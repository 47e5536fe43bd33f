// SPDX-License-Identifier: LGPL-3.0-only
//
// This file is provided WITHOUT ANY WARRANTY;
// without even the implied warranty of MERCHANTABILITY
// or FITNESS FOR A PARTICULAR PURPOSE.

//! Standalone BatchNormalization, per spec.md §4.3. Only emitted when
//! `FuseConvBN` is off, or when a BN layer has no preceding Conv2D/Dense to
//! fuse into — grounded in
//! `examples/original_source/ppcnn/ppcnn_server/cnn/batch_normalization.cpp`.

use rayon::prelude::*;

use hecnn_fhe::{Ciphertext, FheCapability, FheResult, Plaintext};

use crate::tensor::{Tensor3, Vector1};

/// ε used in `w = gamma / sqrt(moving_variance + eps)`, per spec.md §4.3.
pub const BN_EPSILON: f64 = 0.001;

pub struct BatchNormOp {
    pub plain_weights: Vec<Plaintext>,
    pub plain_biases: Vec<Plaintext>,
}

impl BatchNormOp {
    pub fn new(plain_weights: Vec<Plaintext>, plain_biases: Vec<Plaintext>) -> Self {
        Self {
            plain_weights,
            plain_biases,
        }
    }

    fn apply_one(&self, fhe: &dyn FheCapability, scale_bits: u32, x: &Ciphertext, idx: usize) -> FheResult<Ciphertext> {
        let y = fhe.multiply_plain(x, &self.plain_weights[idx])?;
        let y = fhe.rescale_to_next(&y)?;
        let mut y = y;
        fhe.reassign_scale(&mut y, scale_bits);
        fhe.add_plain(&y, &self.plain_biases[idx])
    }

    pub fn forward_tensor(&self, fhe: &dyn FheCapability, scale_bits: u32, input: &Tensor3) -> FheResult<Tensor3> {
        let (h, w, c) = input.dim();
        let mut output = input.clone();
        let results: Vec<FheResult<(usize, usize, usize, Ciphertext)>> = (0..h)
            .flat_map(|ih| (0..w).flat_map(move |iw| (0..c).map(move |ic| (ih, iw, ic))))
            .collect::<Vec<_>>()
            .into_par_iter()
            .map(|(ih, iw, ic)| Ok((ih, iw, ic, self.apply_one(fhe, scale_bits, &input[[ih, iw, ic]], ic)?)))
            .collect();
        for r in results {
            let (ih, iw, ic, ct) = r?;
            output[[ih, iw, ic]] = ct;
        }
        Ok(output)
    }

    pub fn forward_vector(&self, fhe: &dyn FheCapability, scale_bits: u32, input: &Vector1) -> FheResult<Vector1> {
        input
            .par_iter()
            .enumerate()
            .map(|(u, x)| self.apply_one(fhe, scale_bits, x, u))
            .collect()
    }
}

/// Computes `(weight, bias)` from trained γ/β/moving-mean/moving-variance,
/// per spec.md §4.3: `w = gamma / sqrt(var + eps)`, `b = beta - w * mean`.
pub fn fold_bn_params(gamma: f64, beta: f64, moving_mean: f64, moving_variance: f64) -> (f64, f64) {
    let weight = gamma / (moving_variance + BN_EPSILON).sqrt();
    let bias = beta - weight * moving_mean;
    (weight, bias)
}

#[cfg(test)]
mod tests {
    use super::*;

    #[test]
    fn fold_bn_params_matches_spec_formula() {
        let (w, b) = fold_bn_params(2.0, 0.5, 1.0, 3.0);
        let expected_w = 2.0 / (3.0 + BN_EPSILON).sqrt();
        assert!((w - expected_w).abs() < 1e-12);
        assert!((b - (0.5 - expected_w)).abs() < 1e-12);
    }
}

____

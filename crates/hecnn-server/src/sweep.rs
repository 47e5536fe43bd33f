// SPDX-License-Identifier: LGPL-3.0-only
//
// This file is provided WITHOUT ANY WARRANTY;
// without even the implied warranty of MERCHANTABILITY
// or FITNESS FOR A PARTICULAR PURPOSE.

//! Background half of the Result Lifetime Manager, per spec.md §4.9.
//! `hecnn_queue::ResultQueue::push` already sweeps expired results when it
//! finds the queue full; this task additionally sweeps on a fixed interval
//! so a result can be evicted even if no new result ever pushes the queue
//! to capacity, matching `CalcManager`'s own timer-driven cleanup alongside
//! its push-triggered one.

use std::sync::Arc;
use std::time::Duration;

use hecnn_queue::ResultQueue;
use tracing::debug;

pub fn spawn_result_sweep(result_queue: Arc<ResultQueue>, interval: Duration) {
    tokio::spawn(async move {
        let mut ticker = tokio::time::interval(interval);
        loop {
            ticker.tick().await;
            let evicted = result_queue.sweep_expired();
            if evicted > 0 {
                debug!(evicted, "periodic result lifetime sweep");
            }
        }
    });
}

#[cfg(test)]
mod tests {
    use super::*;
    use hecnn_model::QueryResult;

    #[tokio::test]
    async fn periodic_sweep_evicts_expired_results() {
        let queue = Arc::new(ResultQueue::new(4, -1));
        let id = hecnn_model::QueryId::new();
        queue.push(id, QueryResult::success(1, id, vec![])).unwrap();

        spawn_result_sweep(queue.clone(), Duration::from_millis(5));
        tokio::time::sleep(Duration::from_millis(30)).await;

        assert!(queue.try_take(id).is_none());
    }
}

____

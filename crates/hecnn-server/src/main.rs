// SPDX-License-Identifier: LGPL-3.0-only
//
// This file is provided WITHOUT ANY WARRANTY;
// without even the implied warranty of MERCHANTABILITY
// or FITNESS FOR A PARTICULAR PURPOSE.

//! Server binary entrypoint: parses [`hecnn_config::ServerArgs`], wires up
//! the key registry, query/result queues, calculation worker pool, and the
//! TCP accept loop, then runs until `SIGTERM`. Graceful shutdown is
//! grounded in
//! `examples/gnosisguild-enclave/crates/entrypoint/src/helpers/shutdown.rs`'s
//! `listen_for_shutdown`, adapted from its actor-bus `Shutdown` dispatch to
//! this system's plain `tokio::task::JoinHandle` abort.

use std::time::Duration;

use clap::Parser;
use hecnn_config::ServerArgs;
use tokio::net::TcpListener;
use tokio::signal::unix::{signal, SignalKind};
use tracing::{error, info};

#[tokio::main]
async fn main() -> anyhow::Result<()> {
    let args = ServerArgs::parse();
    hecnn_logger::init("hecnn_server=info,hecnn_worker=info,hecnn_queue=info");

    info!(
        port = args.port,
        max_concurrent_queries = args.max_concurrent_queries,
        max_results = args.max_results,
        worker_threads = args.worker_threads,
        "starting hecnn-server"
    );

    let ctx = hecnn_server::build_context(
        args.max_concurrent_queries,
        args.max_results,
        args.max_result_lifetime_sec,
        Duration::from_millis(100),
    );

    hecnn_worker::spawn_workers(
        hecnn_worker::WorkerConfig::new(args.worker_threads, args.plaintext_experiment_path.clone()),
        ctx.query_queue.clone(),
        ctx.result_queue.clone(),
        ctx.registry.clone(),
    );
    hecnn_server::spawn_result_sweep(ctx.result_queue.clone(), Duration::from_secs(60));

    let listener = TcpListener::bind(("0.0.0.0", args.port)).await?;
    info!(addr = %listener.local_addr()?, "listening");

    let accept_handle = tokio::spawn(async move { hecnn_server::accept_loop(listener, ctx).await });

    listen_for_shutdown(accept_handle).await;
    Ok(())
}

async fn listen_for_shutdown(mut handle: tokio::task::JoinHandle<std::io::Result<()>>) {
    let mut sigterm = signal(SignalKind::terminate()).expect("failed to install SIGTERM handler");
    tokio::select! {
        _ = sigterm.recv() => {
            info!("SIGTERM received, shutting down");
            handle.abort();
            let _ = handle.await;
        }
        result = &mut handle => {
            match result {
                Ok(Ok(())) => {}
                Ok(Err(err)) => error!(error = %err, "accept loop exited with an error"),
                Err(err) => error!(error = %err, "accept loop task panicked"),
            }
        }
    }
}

____

Find every line in the listing that has the string "async", then give the count by itself.

RESULT OF THE TASK:
5